Monday, September 28, 2009

Sectors??????Where will we go from here>>>?????

It has been a while since I have posted to this blog. Since shift change, things have been little hectic learning those things that one normally does not do when they are in a specialty unit.

Now that I am back in a radio car, they have changed some things. Many of us have joked about how life is like being on Star Trek or living in a Star Wars Community.

We have stepped away from the concept of beats. We have moved into a sector patrol. Each division is divided into two sectors for patrol. The concept is for us to move through the division and respond to calls. I am amazed at how this is working.

Some officer joke about flying within the Tulsa Galaxy, patrolling in Sector # ?. I can just hear some of those officers say, "Radio Log, star date 2009, 09 28...." Then signing out with some type of call sign.

In our sector, we are going to divide the area and have each officer in the squad responsible for an area. Getting back to basics? Speaking of basics, Sir Robert Peel has been credited for the concept of community policing. Putting officers (known as "Bobbies" on the street in an effort to prevent crime. This has often been linked to Community Policing.

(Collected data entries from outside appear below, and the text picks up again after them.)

//! Splitting of free-text eligibility criteria into inclusion and exclusion sections.

use crate::constants::{EXCLUSION_MARKER, INCLUSION_MARKER};

/// The two sections of an eligibility-criteria blob.
///
/// When present, `exclusion` starts with the `Exclusion Criteria` marker itself.
#[derive(Clone, Copy, Debug, PartialEq, Eq)]
pub struct CriteriaSections<'a> {
    pub inclusion: &'a str,
    pub exclusion: Option<&'a str>,
}

impl<'a> CriteriaSections<'a> {
    /// Exclusion section text, or `""` when the blob has none.
    pub fn exclusion_text(&self) -> &'a str {
        self.exclusion.unwrap_or("")
    }
}

/// Splits `text` at the first `Exclusion Criteria` marker.
///
/// Without a marker, the whole text is the inclusion section if it starts with
/// `Inclusion Criteria`; otherwise both sections are empty.
pub fn split_criteria(text: &str) -> CriteriaSections<'_> {
    if let Some(idx) = text.find(EXCLUSION_MARKER) {
        return CriteriaSections {
            inclusion: &text[..idx],
            exclusion: Some(&text[idx..]),
        };
    }

    let inclusion = if text.starts_with(INCLUSION_MARKER) {
        text
    } else {
        ""
    };

    CriteriaSections {
        inclusion,
        exclusion: None,
    }
}
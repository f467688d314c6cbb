//! Additional Native - static-linking test library
//!
//! This library exports a C ABI symbol for use by a WebAssembly host
//! that links native code statically.

pub mod ffi;
pub mod trace;

mod tests;

pub use ffi::additional_native_add2;
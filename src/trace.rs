//! Diagnostic call lines written ahead of each exported call.

use std::io::{self, Write};

/// Line terminator used for every diagnostic line.
pub const LINE_END: &str = "\r\n";

/// Writes `name(a, b)` followed by [`LINE_END`].
pub fn write_call<W: Write>(out: &mut W, name: &str, a: i32, b: i32) -> io::Result<()> {
    write!(out, "{}({}, {}){}", name, a, b, LINE_END)
}

/// Writes a call line to `out` and flushes it.
///
/// Write errors are dropped: this runs behind an `extern "C"` boundary and
/// must not panic.
pub fn emit_call<W: Write>(out: &mut W, name: &str, a: i32, b: i32) {
    let _ = write_call(out, name, a, b).and_then(|_| out.flush());
}
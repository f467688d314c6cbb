//! Simple addition function for static-linking proof of concept.

use std::io::{self, Write};

use crate::trace;

/// Exported symbol name, also used as the diagnostic line prefix.
pub const SYMBOL: &str = "additional_native_add2";

/// Adds two integers after printing `additional_native_add2(a, b)` to stdout.
///
/// Overflow wraps in two's complement in every build profile.
#[no_mangle]
pub extern "C" fn additional_native_add2(a: i32, b: i32) -> i32 {
    let stdout = io::stdout();
    let mut out = stdout.lock();
    add2_to(&mut out, a, b)
}

/// Body of [`additional_native_add2`], writing its call line to `out`.
pub fn add2_to<W: Write>(out: &mut W, a: i32, b: i32) -> i32 {
    trace::emit_call(out, SYMBOL, a, b);
    a.wrapping_add(b)
}
use std::sync::{Arc, RwLock};

use zarrs::{
    array::{Array, ArrayBytes, ArrayMetadata, ArrayMetadataV3, ArraySubset},
    storage::{ReadableWritableStorageTraits, StoreKey, StorePrefix},
};

use super::{Declaration, RegionSink, RegionSource, VolumeStore, resolve_declaration};
use crate::{
    Extent, Region, SampleType, TransferError, VolumeData,
    metadata::{self, Compression, DEFAULT_BLOCK_SHAPE},
};

struct OpenArray<S: ?Sized> {
    array: Array<S>,
    extent: Extent,
    /// `zarr.json` as it was when the array was opened.
    metadata: Vec<u8>,
}

/// A [VolumeStore] holding the volume as a Zarr V3 array at `path` in any `zarrs` storage.
///
/// The array metadata is re-read before every region access,
/// so a redeclaration through another handle on the same storage is picked up by the next chunk.
pub struct ZarrVolumeStore<S: ?Sized> {
    storage: Arc<S>,
    path: String,
    block_shape: [u64; 3],
    compression: Compression,
    open: RwLock<Option<OpenArray<S>>>,
}

impl<S: ReadableWritableStorageTraits + ?Sized + 'static> ZarrVolumeStore<S> {
    /// `path` is an absolute node path such as `/` or `/volume`.
    pub fn new(storage: Arc<S>, path: impl Into<String>) -> Self {
        Self {
            storage,
            path: path.into(),
            block_shape: DEFAULT_BLOCK_SHAPE,
            compression: Compression::default(),
            open: RwLock::new(None),
        }
    }

    /// Chunk shape used by subsequent declarations, clipped to the array shape.
    pub fn with_block_shape(mut self, block_shape: [u64; 3]) -> Self {
        self.block_shape = block_shape;
        self
    }

    /// Compression used by subsequent declarations.
    pub fn with_compression(mut self, compression: Compression) -> Self {
        self.compression = compression;
        self
    }

    pub fn path(&self) -> &str {
        &self.path
    }

    fn node_prefix(&self) -> &str {
        self.path.trim_start_matches('/').trim_end_matches('/')
    }

    /// Key of the array's `zarr.json`.
    fn metadata_key(&self) -> crate::Result<StoreKey> {
        let prefix = self.node_prefix();
        let key = if prefix.is_empty() {
            "zarr.json".to_string()
        } else {
            format!("{prefix}/zarr.json")
        };
        StoreKey::new(key).map_err(crate::Error::wrap)
    }

    fn store_prefix(&self) -> crate::Result<StorePrefix> {
        let prefix = self.node_prefix();
        if prefix.is_empty() {
            Ok(StorePrefix::root())
        } else {
            StorePrefix::new(format!("{prefix}/")).map_err(crate::Error::wrap)
        }
    }

    /// Run `f` against the array, reopening it if its metadata changed since it was opened.
    fn with_array<T>(
        &self,
        f: impl FnOnce(&OpenArray<S>) -> Result<T, TransferError>,
    ) -> Result<T, TransferError> {
        let key = self.metadata_key().map_err(TransferError::fatal)?;
        let Some(raw) = self.storage.get(&key)? else {
            return Err(TransferError::fatal("extent not declared"));
        };
        {
            let guard = self
                .open
                .read()
                .map_err(|_| TransferError::fatal("zarr store lock poisoned"))?;
            if let Some(open) = guard.as_ref().filter(|o| o.metadata[..] == raw[..]) {
                return f(open);
            }
        }

        log::debug!("opening array at {}", self.path);
        let metadata: ArrayMetadataV3 =
            serde_json::from_slice(&raw).map_err(TransferError::fatal)?;
        let extent = metadata::metadata_to_extent(&metadata).map_err(TransferError::fatal)?;
        let array = Array::new_with_metadata(
            self.storage.clone(),
            &self.path,
            ArrayMetadata::V3(metadata),
        )
        .map_err(TransferError::fatal)?;
        let mut guard = self
            .open
            .write()
            .map_err(|_| TransferError::fatal("zarr store lock poisoned"))?;
        f(guard.insert(OpenArray {
            array,
            extent,
            metadata: raw.to_vec(),
        }))
    }
}

fn check_region(region: &Region, extent: &Extent) -> Result<(), TransferError> {
    if region.fits_within(extent.shape) {
        Ok(())
    } else {
        Err(TransferError::fatal(format!(
            "region {region:?} outside shape {:?}",
            extent.shape
        )))
    }
}

impl<S: ReadableWritableStorageTraits + ?Sized + 'static> RegionSource for ZarrVolumeStore<S> {
    fn read_region(&self, region: &Region) -> Result<VolumeData, TransferError> {
        self.with_array(|open| {
            check_region(region, &open.extent)?;
            let subset = ArraySubset::new_with_ranges(&region.ranges());
            let data = match open.extent.sample_type {
                SampleType::Uint8 => {
                    let samples: Vec<u8> = open.array.retrieve_array_subset(&subset)?;
                    VolumeData::Uint8(samples)
                }
                SampleType::Uint16 => {
                    let samples: Vec<u16> = open.array.retrieve_array_subset(&subset)?;
                    VolumeData::Uint16(samples)
                }
            };
            Ok(data)
        })
    }
}

impl<S: ReadableWritableStorageTraits + ?Sized + 'static> RegionSink for ZarrVolumeStore<S> {
    fn write_region(&self, region: &Region, data: &VolumeData) -> Result<(), TransferError> {
        self.with_array(|open| {
            check_region(region, &open.extent)?;
            if data.sample_type() != open.extent.sample_type {
                return Err(TransferError::fatal(format!(
                    "cannot write {} samples into a {} array",
                    data.sample_type(),
                    open.extent.sample_type
                )));
            }
            if data.len() as u64 != region.num_samples() {
                return Err(TransferError::fatal(format!(
                    "region {region:?} needs {} samples, got {}",
                    region.num_samples(),
                    data.len()
                )));
            }
            let bytes: Vec<u8> = match data {
                VolumeData::Uint8(v) => v.clone(),
                VolumeData::Uint16(v) => v.iter().flat_map(|s| s.to_ne_bytes()).collect(),
            };
            let subset = ArraySubset::new_with_ranges(&region.ranges());
            open.array
                .store_array_subset(&subset, ArrayBytes::new_flen(bytes))?;
            Ok(())
        })
    }
}

impl<S: ReadableWritableStorageTraits + ?Sized + 'static> VolumeStore for ZarrVolumeStore<S> {
    fn extent(&self) -> crate::Result<Option<Extent>> {
        let Some(bytes) = self.storage.get(&self.metadata_key()?)? else {
            return Ok(None);
        };
        let metadata: ArrayMetadataV3 = serde_json::from_slice(&bytes)?;
        metadata::metadata_to_extent(&metadata).map(Some)
    }

    fn declare_extent(&self, extent: &Extent, overwrite: bool) -> crate::Result<Declaration> {
        let existing = self.extent()?;
        let declaration = resolve_declaration(existing.as_ref(), extent, overwrite)?;
        match declaration {
            Declaration::Existing => return Ok(declaration),
            Declaration::Replaced => {
                log::debug!("erasing existing array at {}", self.path);
                self.storage.erase_prefix(&self.store_prefix()?)?;
            }
            Declaration::Created => {}
        }

        let metadata = metadata::extent_to_metadata(extent, self.block_shape, self.compression)?;
        let array = Array::new_with_metadata(
            self.storage.clone(),
            &self.path,
            ArrayMetadata::V3(metadata),
        )?;
        array.store_metadata()?;

        let mut guard = self
            .open
            .write()
            .map_err(|_| crate::Error::general("zarr store lock poisoned"))?;
        *guard = None;
        Ok(declaration)
    }
}
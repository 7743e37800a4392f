mod common;

use std::sync::Arc;

use common::{init_logging, ramp_volume};
use zarrs::filesystem::FilesystemStore;
use zarrs::storage::store::MemoryStore;
use zstack_transfer::{
    ChunkedTransfer, Error, Extent, Region, SampleType, Volume, VolumeData,
    metadata::{Compression, DEFAULT_BLOCK_SHAPE, extent_to_metadata, metadata_to_extent},
    storage::{Declaration, RegionSink, RegionSource, VolumeStore, zarr::ZarrVolumeStore},
};

fn memory_store(path: &str) -> ZarrVolumeStore<MemoryStore> {
    ZarrVolumeStore::new(Arc::new(MemoryStore::new()), path).with_block_shape([4, 8, 8])
}

fn u8_volume(shape: [u64; 3]) -> Volume {
    let n: u64 = shape.iter().product();
    let data: Vec<u8> = (0..n).map(|i| (i % 251) as u8).collect();
    Volume::new(shape, data, [40.0, 4.0, 4.0], "nanometers").unwrap()
}

fn round_trip(store: &impl VolumeStore, volume: &Volume, chunk_size: u64) {
    assert_eq!(
        store.declare_extent(&volume.extent(), false).unwrap(),
        Declaration::Created
    );
    let transfer = ChunkedTransfer::new(chunk_size, 2).unwrap();
    let report = transfer.upload(volume, store).unwrap();
    assert!(report.is_success(), "{report}");

    let (downloaded, report) = transfer.download(store).unwrap();
    assert!(report.is_success(), "{report}");
    assert_eq!(&downloaded, volume);
}

#[test]
fn test_round_trip_uint16() {
    init_logging();
    // chunk size 3 does not align with the 4-slice storage blocks
    round_trip(&memory_store("/volume"), &ramp_volume([10, 9, 17]), 3);
}

#[test]
fn test_round_trip_uint8_root() {
    init_logging();
    round_trip(&memory_store("/"), &u8_volume([9, 5, 6]), 4);
}

#[test]
fn test_round_trip_compressed() {
    init_logging();
    for compression in [
        Compression::Gzip { level: 5 },
        Compression::Zstd { level: 3 },
    ] {
        let store = memory_store("/volume").with_compression(compression);
        round_trip(&store, &ramp_volume([7, 8, 8]), 2);
    }
}

#[test]
fn test_round_trip_filesystem() {
    init_logging();
    let dir = tempfile::tempdir().unwrap();
    let fs = Arc::new(FilesystemStore::new(dir.path()).expect("should be able to create store"));
    let volume = ramp_volume([12, 6, 6]);
    round_trip(&ZarrVolumeStore::new(fs.clone(), "/stack"), &volume, 5);

    // A fresh handle reads the extent and data back from disk.
    let reopened = ZarrVolumeStore::new(fs, "/stack");
    assert_eq!(reopened.extent().unwrap(), Some(volume.extent()));
    let (downloaded, _) = ChunkedTransfer::new(16, 0).unwrap().download(&reopened).unwrap();
    assert_eq!(downloaded, volume);
}

#[test]
fn test_extent_persisted() {
    let store = memory_store("/volume");
    assert_eq!(store.extent().unwrap(), None);

    let extent =
        Extent::new([3, 4, 5], SampleType::Uint8, [40.0, 4.0, 4.5], "micrometers").unwrap();
    store.declare_extent(&extent, false).unwrap();
    assert_eq!(store.extent().unwrap(), Some(extent));
}

#[test]
fn test_declare_existing() {
    let store = memory_store("/volume");
    let extent = Extent::new([3, 4, 5], SampleType::Uint16, [1.0; 3], "nanometers").unwrap();
    assert_eq!(
        store.declare_extent(&extent, false).unwrap(),
        Declaration::Created
    );
    assert_eq!(
        store.declare_extent(&extent, false).unwrap(),
        Declaration::Existing
    );

    let other = Extent::new([6, 4, 5], SampleType::Uint16, [1.0; 3], "nanometers").unwrap();
    assert!(matches!(
        store.declare_extent(&other, false),
        Err(Error::ExtentMismatch { .. })
    ));
    assert_eq!(
        store.declare_extent(&other, true).unwrap(),
        Declaration::Replaced
    );
    assert_eq!(store.extent().unwrap(), Some(other));
}

#[test]
fn test_overwrite_discards_data() {
    let store = memory_store("/volume");
    let volume = ramp_volume([4, 4, 4]);
    store.declare_extent(&volume.extent(), false).unwrap();
    ChunkedTransfer::new(2, 0)
        .unwrap()
        .upload(&volume, &store)
        .unwrap();

    store.declare_extent(&volume.extent(), true).unwrap();
    let data = store.read_region(&Region::full([4, 4, 4])).unwrap();
    assert_eq!(data, VolumeData::Uint16(vec![0; 64]));
}

#[test]
fn test_partial_region_read() {
    let store = memory_store("/volume");
    let volume = ramp_volume([6, 5, 4]);
    store.declare_extent(&volume.extent(), false).unwrap();
    store
        .write_region(&Region::full(volume.shape()), volume.data())
        .unwrap();

    let region = Region::new(1..3, 2..4, 1..3);
    assert_eq!(
        store.read_region(&region).unwrap(),
        volume.region(&region).unwrap()
    );
}

#[test]
fn test_write_errors_are_fatal() {
    let store = memory_store("/volume");
    let volume = ramp_volume([4, 4, 4]);
    store.declare_extent(&volume.extent(), false).unwrap();

    let wrong_type = VolumeData::Uint8(vec![0; 16]);
    let err = store
        .write_region(&Region::slab(0..1, [4, 4, 4]), &wrong_type)
        .unwrap_err();
    assert!(!err.is_retryable());

    let outside = Region::slab(3..5, [4, 4, 4]);
    let err = store
        .write_region(&outside, &VolumeData::Uint16(vec![0; 32]))
        .unwrap_err();
    assert!(!err.is_retryable());
}

#[test]
fn test_undeclared_read_fails() {
    let store = memory_store("/volume");
    let err = store.read_region(&Region::full([1, 1, 1])).unwrap_err();
    assert!(!err.is_retryable());
}

#[test]
fn test_invalid_gzip_level() {
    let store = memory_store("/volume").with_compression(Compression::Gzip { level: 12 });
    let extent = Extent::new([3, 4, 5], SampleType::Uint8, [1.0; 3], "nanometers").unwrap();
    assert!(store.declare_extent(&extent, false).is_err());
}

#[test]
fn test_redeclaration_seen_by_other_handle() {
    init_logging();
    let storage = Arc::new(MemoryStore::new());
    let first = ZarrVolumeStore::new(storage.clone(), "/volume").with_block_shape([2, 4, 4]);
    let small = ramp_volume([4, 4, 4]);
    first.declare_extent(&small.extent(), false).unwrap();
    first
        .write_region(&Region::full(small.shape()), small.data())
        .unwrap();

    let second = ZarrVolumeStore::new(storage, "/volume").with_block_shape([3, 3, 3]);
    let large = ramp_volume([6, 5, 5]);
    assert_eq!(
        second.declare_extent(&large.extent(), true).unwrap(),
        Declaration::Replaced
    );

    // The first handle now reads and writes the replaced array.
    assert_eq!(first.extent().unwrap(), Some(large.extent()));
    assert_eq!(
        first.read_region(&Region::full([6, 5, 5])).unwrap(),
        VolumeData::Uint16(vec![0; 150])
    );
    let report = ChunkedTransfer::new(4, 0)
        .unwrap()
        .upload(&large, &first)
        .unwrap();
    assert!(report.is_success(), "{report}");
    let (downloaded, _) = ChunkedTransfer::new(16, 0).unwrap().download(&second).unwrap();
    assert_eq!(downloaded, large);
}

#[test]
fn test_extent_metadata() {
    let extent = Extent::new([3, 600, 5], SampleType::Uint16, [40.0, 4.0, 4.0], "nm").unwrap();
    let metadata = extent_to_metadata(&extent, DEFAULT_BLOCK_SHAPE, Compression::Raw).unwrap();
    let json = serde_json::to_value(&metadata).unwrap();
    assert_eq!(json["fill_value"], 0);
    assert_eq!(json["data_type"], "uint16");
    assert_eq!(
        json["chunk_grid"]["configuration"]["chunk_shape"],
        serde_json::json!([3, 512, 5])
    );
    assert_eq!(json["attributes"]["voxel_unit"], "nm");
    assert_eq!(metadata_to_extent(&metadata).unwrap(), extent);
}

Community Policing is know for many things. Often times people have a hard time defining what community policing is because of the broad usage that it has acquired. Basically community policing is working in your area, working with the citizens to prevent crime, stopping criminals and making the community a safe place to reside, work, and play.

The following is an article from the Internet describing someones take on Sir Robert Peel.

Sir Robert Peel's first principle was that the "basic mission for which the police exist is to prevent crime and disorder". Peel established the police, also known as "Bobbies" . The introduction of "beats" were performed by Bobbies as a form of patrolling. Our law enforcement agencies still have police patrolling the streets with the goal of preventing crime. James Q. Wilson and George Kelling's wrote an article, "Broken Windows: The Police and Neighborhood Safety" and called for a "return to the nineteenth-century style of policing in which police maintained a presence in the community by walking beats, getting to know citizens, and establishing the feeling of public safety and trust." (Siegel, 4th Ed.,) Wilson and Kelling asked Police administrators to get their officers out of depersonalized patrol cars and play an active role in the community by identifying the neighborhoods' problems and needs, and set a course of action for an effective response. (http://www.associatedcontent.com/article/435980/law_enforcement_sir_robert_peels_concept.html)

One should really investigate this concept that Sir Robert Peel started and then they will understand some fundamentals of police work. Maybe those inside should be doing so as well.

It is not about who is closer, its not about who can respond the fastest, and its not about trying to save money. We all know that if you look at these things, you will not make a difference in law enforcement.

Public Safety is a very expensive arrangement for any community. Public Safety has for many years been called a money pit. A sink hole if you will, and every time you turn around, money seems to fall in that hole and no body seems to know where it went.

Public Safety is about providing for the community. Having a beat officer know the area. The area is the business, the demographics, and the criminals and their M.O.'s. It is about learning a specific area knowing the crime trends in that particular beat.

It is about working that particular beat. Knowing that your responsibility is to that particular beat. Your next priority is to the squad that you are assigned. Then the division in which you work.

But we have gotten away from that concept of Sir Robert Peel. We have moved to sectors and dot creation. We are concerned with crime trends. We are mistakenly looking at information forcing a connection, creating a crime trend that may or may not exist.

WE need to step back, into the 1800's and re examine Sir Robert Peel's theories. We should develop a concept of knowing our businesses in a specific location. Knowing the people who visit those businesses. Knowing who resides in your beat and knowing if they are associated with criminals. Do they have criminal records? Once you know this, then you share information with other officers to defeat those who are a pain in the backside.

Then you can have those "Offices of Special Projects........" This office is created to spefically hunt for those who are being the problem to our backsides.

Live Long and Prosper, and don't let the galaxy police catch you in the wrong sector. That is if they are not busy flying from one end of the sector to the other sector.